* [EXTRACTED MATERIAL]
* * *

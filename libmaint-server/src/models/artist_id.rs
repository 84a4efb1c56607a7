//! Artist identifier accepted from request bodies
//!
//! The web UI sends `artist_id` either as a JSON number or as a numeric
//! string, so both are accepted and normalized to `i32`.

use serde::de::Error as _;
use serde::{Deserialize, Deserializer, Serialize};

use super::ValidationError;

/// Validated artist primary key
#[derive(Debug, Clone, Copy, PartialEq, Eq, Hash, Serialize)]
#[serde(transparent)]
pub struct ArtistId(i32);

#[derive(Deserialize)]
#[serde(untagged)]
enum RawArtistId {
    Number(i64),
    Text(String),
}

impl ArtistId {
    pub fn new(id: i32) -> Self {
        Self(id)
    }

    /// Parse an id from its decimal string form (surrounding whitespace allowed).
    pub fn parse(s: &str) -> Result<Self, ValidationError> {
        let trimmed = s.trim();
        if trimmed.is_empty() {
            return Err(ValidationError::Empty { field: "artist_id" });
        }
        trimmed
            .parse::<i32>()
            .map(Self)
            .map_err(|_| ValidationError::InvalidFormat {
                field: "artist_id",
                value: s.to_owned(),
            })
    }

    pub fn get(self) -> i32 {
        self.0
    }
}

impl<'de> Deserialize<'de> for ArtistId {
    fn deserialize<D: Deserializer<'de>>(deserializer: D) -> Result<Self, D::Error> {
        match RawArtistId::deserialize(deserializer)? {
            RawArtistId::Number(n) => i32::try_from(n).map(Self).map_err(|_| {
                D::Error::custom(ValidationError::InvalidFormat {
                    field: "artist_id",
                    value: n.to_string(),
                })
            }),
            RawArtistId::Text(s) => Self::parse(&s).map_err(D::Error::custom),
        }
    }
}
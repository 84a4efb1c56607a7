//! Health check endpoint

use std::sync::Arc;

use axum::{extract::State, http::StatusCode, routing::get, Json, Router};
use serde::Serialize;

use crate::db;
use crate::http::server::AppState;

/// Health check response
#[derive(Serialize)]
pub struct HealthResponse {
    pub status: &'static str,
    pub version: &'static str,
    pub database: &'static str,
}

/// GET /health
async fn health(State(state): State<Arc<AppState>>) -> (StatusCode, Json<HealthResponse>) {
    match db::ping(&state.pool).await {
        Ok(()) => (
            StatusCode::OK,
            Json(HealthResponse {
                status: "ok",
                version: env!("CARGO_PKG_VERSION"),
                database: "ok",
            }),
        ),
        Err(e) => {
            tracing::warn!("Health check failed: {}", e);
            (
                StatusCode::SERVICE_UNAVAILABLE,
                Json(HealthResponse {
                    status: "degraded",
                    version: env!("CARGO_PKG_VERSION"),
                    database: "unreachable",
                }),
            )
        }
    }
}

/// Health routes
pub fn router() -> Router<Arc<AppState>> {
    Router::new().route("/health", get(health))
}
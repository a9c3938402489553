// src/utils/mod.rs
pub mod error;
pub mod logging;

pub use error::AppError; // Re-export main error type for convenience
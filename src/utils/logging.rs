// src/utils/logging.rs
use tracing_subscriber::{fmt, EnvFilter};

/// Sets up the logging framework using tracing_subscriber.
/// Reads log level filters from the `RUST_LOG` environment variable and
/// defaults to "info" when unset.
pub fn setup_logging() {
    let filter = EnvFilter::try_from_default_env().unwrap_or_else(|_| EnvFilter::new("info"));

    fmt().with_env_filter(filter).init();

    tracing::debug!("Logging setup complete.");
}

* * *

* [WHAT YOU ARE ASKED TO DO]
Your answer should consist only of the lines above between the line holding "#[derive(Debug, Clone, Copy, PartialEq, Eq, Hash, Serialize)]" and the line holding "pub fn parse(s: &str)", inclusive, each transcribed exactly.

* [WRITTEN SOLUTION]
#[derive(Debug, Clone, Copy, PartialEq, Eq, Hash, Serialize)]
#[serde(transparent)]
pub struct ArtistId(i32);

#[derive(Deserialize)]
#[serde(untagged)]
enum RawArtistId {
    Number(i64),
    Text(String),
}

impl ArtistId {
    pub fn new(id: i32) -> Self {
        Self(id)
    }

    /// Parse an id from its decimal string form (surrounding whitespace allowed).
    pub fn parse(s: &str) -> Result<Self, ValidationError> {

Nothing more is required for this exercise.